Records for this task ▸
☆ ☆ ☆ ☆ ☆ ☆ ☆
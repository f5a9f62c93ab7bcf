//! Incremental result iteration: keyset and offset cursors, plus a
//! `Stream` adapter.
//!
//! A cursor clones the query it was built from; the original stays
//! untouched and reusable. Batches are fetched on demand, so dropping a
//! cursor mid-iteration simply stops issuing queries.

use std::collections::VecDeque;
use std::future::Future;
use std::marker::PhantomData;
use std::pin::Pin;
use std::task::{Context, Poll};

use futures_core::Stream;

use crate::error::QuarryResult;
use crate::executor::Executor;
use crate::query::{Comparer, Query};
use crate::row::{FromRow, Row};
use crate::value::Value;

const DEFAULT_BATCH_SIZE: u64 = 100;

/// Pages through results by strictly-increasing key, immune to the row
/// drift that breaks offset pagination under concurrent writes.
///
/// Each batch asks for `key > last seen key` with a LIMIT; rows arriving
/// out of order are tolerated (the watermark only moves forward), but a
/// row whose key cell is missing or non-numeric ends iteration without
/// yielding that row.
pub struct KeysetCursor<'a, E: Executor> {
    executor: &'a E,
    base: Query,
    key_field: String,
    last_seen: i64,
    batch_size: u64,
    buffer: VecDeque<Row>,
    done: bool,
}

impl<'a, E: Executor> KeysetCursor<'a, E> {
    pub fn new(query: &Query, key_field: &str, executor: &'a E) -> Self {
        Self {
            executor,
            base: query.clone(),
            key_field: key_field.to_string(),
            last_seen: 0,
            batch_size: DEFAULT_BATCH_SIZE,
            buffer: VecDeque::new(),
            done: false,
        }
    }

    /// Start after `key` instead of after 0.
    pub fn starting_after(mut self, key: i64) -> Self {
        self.last_seen = key;
        self
    }

    pub fn batch_size(mut self, batch_size: u64) -> Self {
        self.batch_size = batch_size.max(1);
        self
    }

    /// The next row, fetching a fresh batch when the buffer runs dry.
    /// `Ok(None)` means iteration is over; a fetch error ends iteration
    /// and propagates.
    pub async fn try_next(&mut self) -> QuarryResult<Option<Row>> {
        loop {
            if self.done {
                return Ok(None);
            }
            if let Some(row) = self.buffer.pop_front() {
                match row.get(&self.key_field).and_then(Value::as_key_i64) {
                    Some(key) => {
                        self.last_seen = self.last_seen.max(key);
                        return Ok(Some(row));
                    }
                    None => {
                        self.done = true;
                        self.buffer.clear();
                        return Ok(None);
                    }
                }
            }
            let mut probe = self
                .base
                .clone()
                .where_cmp(&self.key_field, Comparer::Gt, self.last_seen)
                .limit(self.batch_size);
            let rows = match probe.rows(self.executor).await {
                Ok(rows) => rows,
                Err(error) => {
                    self.done = true;
                    return Err(error);
                }
            };
            if rows.is_empty() {
                self.done = true;
                return Ok(None);
            }
            self.buffer.extend(rows);
        }
    }

    /// Like [`KeysetCursor::try_next`], mapped into `T`.
    pub async fn try_next_as<T: FromRow>(&mut self) -> QuarryResult<Option<T>> {
        match self.try_next().await? {
            Some(row) => T::from_row(&row).map(Some),
            None => Ok(None),
        }
    }

    /// Drain the cursor into a vector.
    pub async fn collect_rows(&mut self) -> QuarryResult<Vec<Row>> {
        let mut rows = Vec::new();
        while let Some(row) = self.try_next().await? {
            rows.push(row);
        }
        Ok(rows)
    }

    /// Adapt the cursor into a [`Stream`] of mapped records.
    pub fn into_stream<T: FromRow>(self) -> CursorStream<'a, E, T> {
        CursorStream {
            state: StreamState::Idle(self),
            _marker: PhantomData,
        }
    }
}

/// Plain LIMIT/OFFSET pagination, for result sets with no usable key.
/// Subject to drift if rows are inserted or deleted while iterating.
pub struct OffsetCursor<'a, E: Executor> {
    executor: &'a E,
    base: Query,
    offset: u64,
    batch_size: u64,
    buffer: VecDeque<Row>,
    done: bool,
}

impl<'a, E: Executor> OffsetCursor<'a, E> {
    pub fn new(query: &Query, executor: &'a E) -> Self {
        Self {
            executor,
            base: query.clone(),
            offset: 0,
            batch_size: DEFAULT_BATCH_SIZE,
            buffer: VecDeque::new(),
            done: false,
        }
    }

    pub fn starting_at(mut self, offset: u64) -> Self {
        self.offset = offset;
        self
    }

    pub fn batch_size(mut self, batch_size: u64) -> Self {
        self.batch_size = batch_size.max(1);
        self
    }

    pub async fn try_next(&mut self) -> QuarryResult<Option<Row>> {
        loop {
            if self.done {
                return Ok(None);
            }
            if let Some(row) = self.buffer.pop_front() {
                return Ok(Some(row));
            }
            let mut probe = self
                .base
                .clone()
                .limit_offset(self.batch_size, self.offset);
            let rows = match probe.rows(self.executor).await {
                Ok(rows) => rows,
                Err(error) => {
                    self.done = true;
                    return Err(error);
                }
            };
            if rows.is_empty() {
                self.done = true;
                return Ok(None);
            }
            self.offset += rows.len() as u64;
            self.buffer.extend(rows);
        }
    }

    pub async fn try_next_as<T: FromRow>(&mut self) -> QuarryResult<Option<T>> {
        match self.try_next().await? {
            Some(row) => T::from_row(&row).map(Some),
            None => Ok(None),
        }
    }
}

impl Query {
    /// Iterate this query's results by keyset on `key_field`. The query
    /// itself is cloned and left untouched.
    pub fn iterate<'a, E: Executor>(&self, executor: &'a E, key_field: &str) -> KeysetCursor<'a, E> {
        KeysetCursor::new(self, key_field, executor)
    }

    /// Iterate by LIMIT/OFFSET windows.
    pub fn iterate_by_offset<'a, E: Executor>(&self, executor: &'a E) -> OffsetCursor<'a, E> {
        OffsetCursor::new(self, executor)
    }
}

type CursorFuture<'a, E> =
    Pin<Box<dyn Future<Output = (KeysetCursor<'a, E>, QuarryResult<Option<Row>>)> + Send + 'a>>;

enum StreamState<'a, E: Executor> {
    Idle(KeysetCursor<'a, E>),
    Pending(CursorFuture<'a, E>),
    Done,
}

/// A [`Stream`] over a keyset cursor's mapped records. Ends after the
/// first error.
pub struct CursorStream<'a, E: Executor, T> {
    state: StreamState<'a, E>,
    _marker: PhantomData<fn() -> T>,
}

impl<'a, E, T> Stream for CursorStream<'a, E, T>
where
    E: Executor + Sync + 'a,
    T: FromRow,
{
    type Item = QuarryResult<T>;

    fn poll_next(self: Pin<&mut Self>, cx: &mut Context<'_>) -> Poll<Option<Self::Item>> {
        // No self-referential fields; the boxed future keeps the state Unpin.
        let this = self.get_mut();
        loop {
            match std::mem::replace(&mut this.state, StreamState::Done) {
                StreamState::Idle(mut cursor) => {
                    this.state = StreamState::Pending(Box::pin(async move {
                        let item = cursor.try_next().await;
                        (cursor, item)
                    }));
                }
                StreamState::Pending(mut future) => match future.as_mut().poll(cx) {
                    Poll::Ready((cursor, Ok(Some(row)))) => {
                        this.state = StreamState::Idle(cursor);
                        return Poll::Ready(Some(T::from_row(&row)));
                    }
                    Poll::Ready((_, Ok(None))) => {
                        return Poll::Ready(None);
                    }
                    Poll::Ready((_, Err(error))) => {
                        return Poll::Ready(Some(Err(error)));
                    }
                    Poll::Pending => {
                        this.state = StreamState::Pending(future);
                        return Poll::Pending;
                    }
                },
                StreamState::Done => return Poll::Ready(None),
            }
        }
    }
}

#[cfg(test)]
mod tests {
    use futures_util::TryStreamExt;

    use super::*;
    use crate::query::select;
    use crate::testing::{MockExecutor, id_row};
    use crate::value::Value;

    #[tokio::test]
    async fn keyset_pages_through_sparse_keys() {
        let exec = MockExecutor::new();
        exec.push_rows(vec![id_row(1), id_row(2)]);
        exec.push_rows(vec![id_row(3), id_row(5)]);
        exec.push_rows(vec![id_row(8)]);
        // queue exhausted afterwards: empty batch ends iteration

        let q = select().from("t");
        let mut cursor = q.iterate(&exec, "id").batch_size(2);
        let rows = cursor.collect_rows().await.unwrap();
        let keys: Vec<i64> = rows
            .iter()
            .map(|r| r.try_get::<i64>("id").unwrap())
            .collect();
        assert_eq!(keys, [1, 2, 3, 5, 8]);

        // each batch filters past the last seen key
        let sql: Vec<String> = exec.statements().iter().map(|s| s.sql.clone()).collect();
        assert!(sql.iter().all(|s| s.contains("id > ?")));
        assert!(sql.iter().all(|s| s.contains("LIMIT 2 OFFSET 0")));
        let watermarks: Vec<Value> = exec
            .statements()
            .iter()
            .map(|s| s.params[0].value.clone())
            .collect();
        assert_eq!(
            watermarks,
            [Value::Int(0), Value::Int(2), Value::Int(5), Value::Int(8)]
        );
    }

    #[tokio::test]
    async fn keyset_leaves_the_source_query_untouched() {
        let exec = MockExecutor::new();
        let mut q = select().from("t");
        let before = q.to_parameterized_sql().unwrap();
        let mut cursor = q.iterate(&exec, "id");
        assert!(cursor.try_next().await.unwrap().is_none());
        assert_eq!(q.to_parameterized_sql().unwrap(), before);
    }

    #[tokio::test]
    async fn unparsable_key_ends_without_yielding() {
        let exec = MockExecutor::new();
        exec.push_rows(vec![
            id_row(1),
            Row::from_pairs([("id", Value::Text("not-a-key".into()))]),
        ]);
        let q = select().from("t");
        let mut cursor = q.iterate(&exec, "id");
        assert!(cursor.try_next().await.unwrap().is_some());
        assert!(cursor.try_next().await.unwrap().is_none());
        // iteration is over for good
        assert!(cursor.try_next().await.unwrap().is_none());
        assert_eq!(exec.statement_count(), 1);
    }

    #[tokio::test]
    async fn fetch_error_propagates_and_ends_iteration() {
        let exec = MockExecutor::new();
        exec.push_error(crate::error::QuarryError::execution("gone"));
        let q = select().from("t");
        let mut cursor = q.iterate(&exec, "id");
        assert!(cursor.try_next().await.is_err());
        assert!(cursor.try_next().await.unwrap().is_none());
    }

    #[tokio::test]
    async fn decreasing_keys_never_move_the_watermark_back() {
        let exec = MockExecutor::new();
        exec.push_rows(vec![id_row(10), id_row(4)]);
        let q = select().from("t");
        let mut cursor = q.iterate(&exec, "id").batch_size(2);
        cursor.try_next().await.unwrap();
        cursor.try_next().await.unwrap();
        assert!(cursor.try_next().await.unwrap().is_none());
        let watermarks: Vec<Value> = exec
            .statements()
            .iter()
            .map(|s| s.params[0].value.clone())
            .collect();
        assert_eq!(watermarks, [Value::Int(0), Value::Int(10)]);
    }

    #[tokio::test]
    async fn offset_cursor_advances_windows() {
        let exec = MockExecutor::new();
        exec.push_rows(vec![id_row(1), id_row(2)]);
        exec.push_rows(vec![id_row(3)]);
        let q = select().from("t");
        let mut cursor = q.iterate_by_offset(&exec).batch_size(2);
        let mut seen = Vec::new();
        while let Some(row) = cursor.try_next().await.unwrap() {
            seen.push(row.try_get::<i64>("id").unwrap());
        }
        assert_eq!(seen, [1, 2, 3]);
        let sql: Vec<String> = exec.statements().iter().map(|s| s.sql.clone()).collect();
        assert!(sql[0].contains("LIMIT 2 OFFSET 0"));
        assert!(sql[1].contains("LIMIT 2 OFFSET 2"));
    }

    #[tokio::test]
    async fn cursor_stream_yields_mapped_records() {
        let exec = MockExecutor::new();
        exec.push_rows(vec![id_row(1), id_row(2)]);
        exec.push_rows(vec![id_row(3)]);
        let q = select().from("t");
        let stream = q.iterate(&exec, "id").batch_size(2).into_stream::<Row>();
        let rows: Vec<Row> = stream.try_collect().await.unwrap();
        assert_eq!(rows.len(), 3);
    }
}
☆ ☆ ☆ ☆ ☆ ☆ ☆
Work task ▸ All lines above from the one with "pub fn into_stream<T: FromRow>(self)" to the one with "impl<'a, E: Executor> OffsetCursor<'a, E>", inclusive, should be copied exactly, and no other lines.

Response ▸
    pub fn into_stream<T: FromRow>(self) -> CursorStream<'a, E, T> {
        CursorStream {
            state: StreamState::Idle(self),
            _marker: PhantomData,
        }
    }
}

/// Plain LIMIT/OFFSET pagination, for result sets with no usable key.
/// Subject to drift if rows are inserted or deleted while iterating.
pub struct OffsetCursor<'a, E: Executor> {
    executor: &'a E,
    base: Query,
    offset: u64,
    batch_size: u64,
    buffer: VecDeque<Row>,
    done: bool,
}

impl<'a, E: Executor> OffsetCursor<'a, E> {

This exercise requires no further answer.